──────── INFORMATION

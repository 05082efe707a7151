//! TLS listener with admission control and flood protection
//!
//! ```text
//!            ┌────────────── accept loop ───────────────┐
//! client ──► │ purge stale ─► admission ─► accept ─► flood check │
//!            └───────────────────────┬───────────────────┬──────┘
//!                                    │ admitted          │ flooding
//!                                    ▼                   ▼
//!                        TLS handshake + Session   TLS handshake + ERR>>DDOS
//! ```
//!
//! The accept loop never waits on a client. Handshakes, sessions and flood
//! rejections all run on their own tasks.

pub mod admission;
pub mod flood;
pub mod socket;

use crate::db::{Database, ProcedureRegistry};
use crate::metrics;
use crate::protocol;
use crate::session::{Session, SessionContext};
use admission::{Admission, AdmissionPermit};
use flood::FloodGuard;
use gatehouse_common::{GatehouseError, ListenerSettings, Result, TlsConfig};
use parking_lot::Mutex;
use std::net::SocketAddr;
use std::sync::Arc;
use std::time::Duration;
use tokio::io::AsyncWriteExt;
use tokio::net::{TcpListener, TcpStream};
use tokio::sync::watch;
use tokio::task::JoinHandle;
use tokio_rustls::TlsAcceptor;
use tracing::{debug, error, info, warn};

/// Bound on the whole flood rejection (handshake, token, close)
const FLOOD_REJECT_DEADLINE: Duration = Duration::from_secs(2);

/// Bound on joining the accept loop during stop
const STOP_JOIN_TIMEOUT: Duration = Duration::from_secs(1);

/// Pause after a failed accept (e.g. out of file descriptors)
const ACCEPT_ERROR_BACKOFF: Duration = Duration::from_millis(100);

#[derive(Debug, Clone, Copy, PartialEq, Eq)]
enum ListenerState {
    Idle,
    Running,
    Stopped,
}

pub struct Listener {
    settings: ListenerSettings,
    tls: TlsConfig,
    context: Arc<SessionContext>,
    admission: Arc<Admission>,
    flood: Arc<FloodGuard>,
    shutdown: watch::Sender<bool>,
    state: Mutex<ListenerState>,
    worker: Mutex<Option<JoinHandle<()>>>,
}

impl Listener {
    pub fn new(
        settings: ListenerSettings,
        tls: TlsConfig,
        database: Arc<Database>,
        registry: Option<Arc<ProcedureRegistry>>,
    ) -> Self {
        let context = Arc::new(SessionContext {
            database,
            registry,
            read_timeout: settings.read_timeout(),
            max_line_bytes: settings.max_line_bytes,
            loopback_is_root: settings.loopback_is_root,
        });
        let (shutdown, _) = watch::channel(false);

        Self {
            admission: Admission::new(settings.max_connections),
            flood: Arc::new(FloodGuard::new(settings.flood_threshold, settings.flood_window())),
            settings,
            tls,
            context,
            shutdown,
            state: Mutex::new(ListenerState::Idle),
            worker: Mutex::new(None),
        }
    }

    /// Bind the TLS port and launch the accept loop
    ///
    /// Returns the bound address (useful when the configured port is 0).
    pub async fn start(&self) -> Result<SocketAddr> {
        {
            let state = self.state.lock();
            if *state != ListenerState::Idle {
                return Err(GatehouseError::internal(format!(
                    "listener cannot start from state {:?}",
                    *state
                )));
            }
        }

        let bind = (self.settings.bind_address.as_str(), self.settings.port);
        let listener = TcpListener::bind(bind).await.map_err(|e| {
            GatehouseError::Io(format!(
                "cannot bind {}:{}: {}",
                self.settings.bind_address, self.settings.port, e
            ))
        })?;
        let addr = listener.local_addr()?;

        let accept_loop = AcceptLoop {
            listener,
            acceptor: self.tls.acceptor(),
            context: self.context.clone(),
            admission: self.admission.clone(),
            flood: self.flood.clone(),
            keepalive_secs: self.settings.tcp_keepalive_secs,
            handshake_timeout: self.settings.read_timeout(),
            shutdown: self.shutdown.subscribe(),
        };

        *self.state.lock() = ListenerState::Running;
        *self.worker.lock() = Some(tokio::spawn(accept_loop.run()));

        info!(
            addr = %addr,
            max_connections = self.settings.max_connections,
            flood_threshold = self.settings.flood_threshold,
            "Listening for TLS clients"
        );
        Ok(addr)
    }

    /// Stop accepting, end sessions, then stop the database subsystem
    pub async fn stop(&self) {
        {
            let mut state = self.state.lock();
            if *state == ListenerState::Stopped {
                warn!("Listener already stopped");
                return;
            }
            *state = ListenerState::Stopped;
        }
        info!("Stopping listener");

        self.shutdown.send_replace(true);
        self.admission.close();

        let worker = self.worker.lock().take();
        if let Some(mut handle) = worker {
            if tokio::time::timeout(STOP_JOIN_TIMEOUT, &mut handle).await.is_err() {
                warn!("Accept loop did not exit in time, aborting it");
                handle.abort();
            }
        }

        self.context.database.stop().await;
        info!("Listener stopped");
    }

    pub fn is_running(&self) -> bool {
        *self.state.lock() == ListenerState::Running
    }

    /// Sessions currently holding an admission slot
    pub fn active_sessions(&self) -> usize {
        self.admission.active()
    }
}

/// Resolves once shutdown is signalled; never resolves if the sender is gone
pub(crate) async fn shutdown_requested(rx: &mut watch::Receiver<bool>) {
    if rx.wait_for(|stop| *stop).await.is_err() {
        std::future::pending::<()>().await;
    }
}

struct AcceptLoop {
    listener: TcpListener,
    acceptor: TlsAcceptor,
    context: Arc<SessionContext>,
    admission: Arc<Admission>,
    flood: Arc<FloodGuard>,
    keepalive_secs: u64,
    handshake_timeout: Duration,
    shutdown: watch::Receiver<bool>,
}

impl AcceptLoop {
    async fn run(mut self) {
        loop {
            let purged = self.flood.purge_stale();
            if purged > 0 {
                debug!(purged, "Purged stale flood entries");
            }

            let permit = tokio::select! {
                permit = self.admission.acquire() => match permit {
                    Some(permit) => permit,
                    None => break,
                },
                _ = shutdown_requested(&mut self.shutdown) => break,
            };

            let (stream, peer) = tokio::select! {
                accepted = self.listener.accept() => match accepted {
                    Ok(accepted) => accepted,
                    Err(e) => {
                        error!(error = %e, "Accept failed");
                        drop(permit);
                        tokio::time::sleep(ACCEPT_ERROR_BACKOFF).await;
                        continue;
                    }
                },
                _ = shutdown_requested(&mut self.shutdown) => break,
            };

            socket::configure_client_socket(&stream, self.keepalive_secs);

            if let Err(e) = self.flood.check(peer.ip()).into_result(peer.ip()) {
                drop(permit);
                metrics::record_connection("flood_rejected");
                debug!(peer = %peer, code = e.code(), error = %e, "Rejecting flooding peer");
                tokio::spawn(reject_flood(stream, self.acceptor.clone(), peer));
                continue;
            }

            metrics::record_connection("accepted");
            debug!(peer = %peer, active = self.admission.active(), "Accepted connection");

            let acceptor = self.acceptor.clone();
            let context = self.context.clone();
            let shutdown = self.shutdown.clone();
            let handshake_timeout = self.handshake_timeout;
            tokio::spawn(async move {
                if let Err(e) =
                    serve_connection(stream, peer, acceptor, permit, context, shutdown, handshake_timeout).await
                {
                    if e.is_session_scoped() {
                        debug!(peer = %peer, code = e.code(), error = %e, "Connection dropped");
                    } else {
                        warn!(peer = %peer, code = e.code(), error = %e, "Connection failed");
                    }
                }
            });
        }
        info!("Accept loop exited");
    }
}

async fn serve_connection(
    stream: TcpStream,
    peer: SocketAddr,
    acceptor: TlsAcceptor,
    permit: AdmissionPermit,
    context: Arc<SessionContext>,
    shutdown: watch::Receiver<bool>,
    handshake_timeout: Duration,
) -> Result<()> {
    let tls_stream = match tokio::time::timeout(handshake_timeout, acceptor.accept(stream)).await {
        Ok(Ok(tls_stream)) => tls_stream,
        Ok(Err(e)) => {
            metrics::record_connection("handshake_failed");
            return Err(if socket::is_disconnect_error(&e) {
                GatehouseError::from(e)
            } else {
                GatehouseError::TlsError(e.to_string())
            });
        }
        Err(_) => {
            metrics::record_connection("handshake_failed");
            return Err(GatehouseError::TlsError(format!(
                "handshake not finished within {} ms",
                handshake_timeout.as_millis()
            )));
        }
    };

    Session::new(tls_stream, peer, Some(permit), context, shutdown)
        .run()
        .await;
    Ok(())
}

/// Complete the handshake just far enough to tell the peer why it is dropped
async fn reject_flood(stream: TcpStream, acceptor: TlsAcceptor, peer: SocketAddr) {
    let reject = async {
        let mut tls_stream = acceptor.accept(stream).await?;
        tls_stream
            .write_all(format!("{}\n", protocol::FLOOD_REJECTED).as_bytes())
            .await?;
        tls_stream.shutdown().await
    };

    match tokio::time::timeout(FLOOD_REJECT_DEADLINE, reject).await {
        Ok(Ok(())) => {}
        Ok(Err(e)) => debug!(peer = %peer, error = %e, "Flood rejection not delivered"),
        Err(_) => debug!(peer = %peer, "Flood rejection timed out"),
    }
}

────────────────

[WORK REQUEST]: Starting at the first line of the records above, please copy each line exactly until you reach the line containing "use std::time::Duration;". Include that line and stop there.

[RESPONSE TO THE EXERCISE]:
repository 05082efe707a7151
//! TLS listener with admission control and flood protection
//!
//! ```text
//!            ┌────────────── accept loop ───────────────┐
//! client ──► │ purge stale ─► admission ─► accept ─► flood check │
//!            └───────────────────────┬───────────────────┬──────┘
//!                                    │ admitted          │ flooding
//!                                    ▼                   ▼
//!                        TLS handshake + Session   TLS handshake + ERR>>DDOS
//! ```
//!
//! The accept loop never waits on a client. Handshakes, sessions and flood
//! rejections all run on their own tasks.

pub mod admission;
pub mod flood;
pub mod socket;

use crate::db::{Database, ProcedureRegistry};
use crate::metrics;
use crate::protocol;
use crate::session::{Session, SessionContext};
use admission::{Admission, AdmissionPermit};
use flood::FloodGuard;
use gatehouse_common::{GatehouseError, ListenerSettings, Result, TlsConfig};
use parking_lot::Mutex;
use std::net::SocketAddr;
use std::sync::Arc;
use std::time::Duration;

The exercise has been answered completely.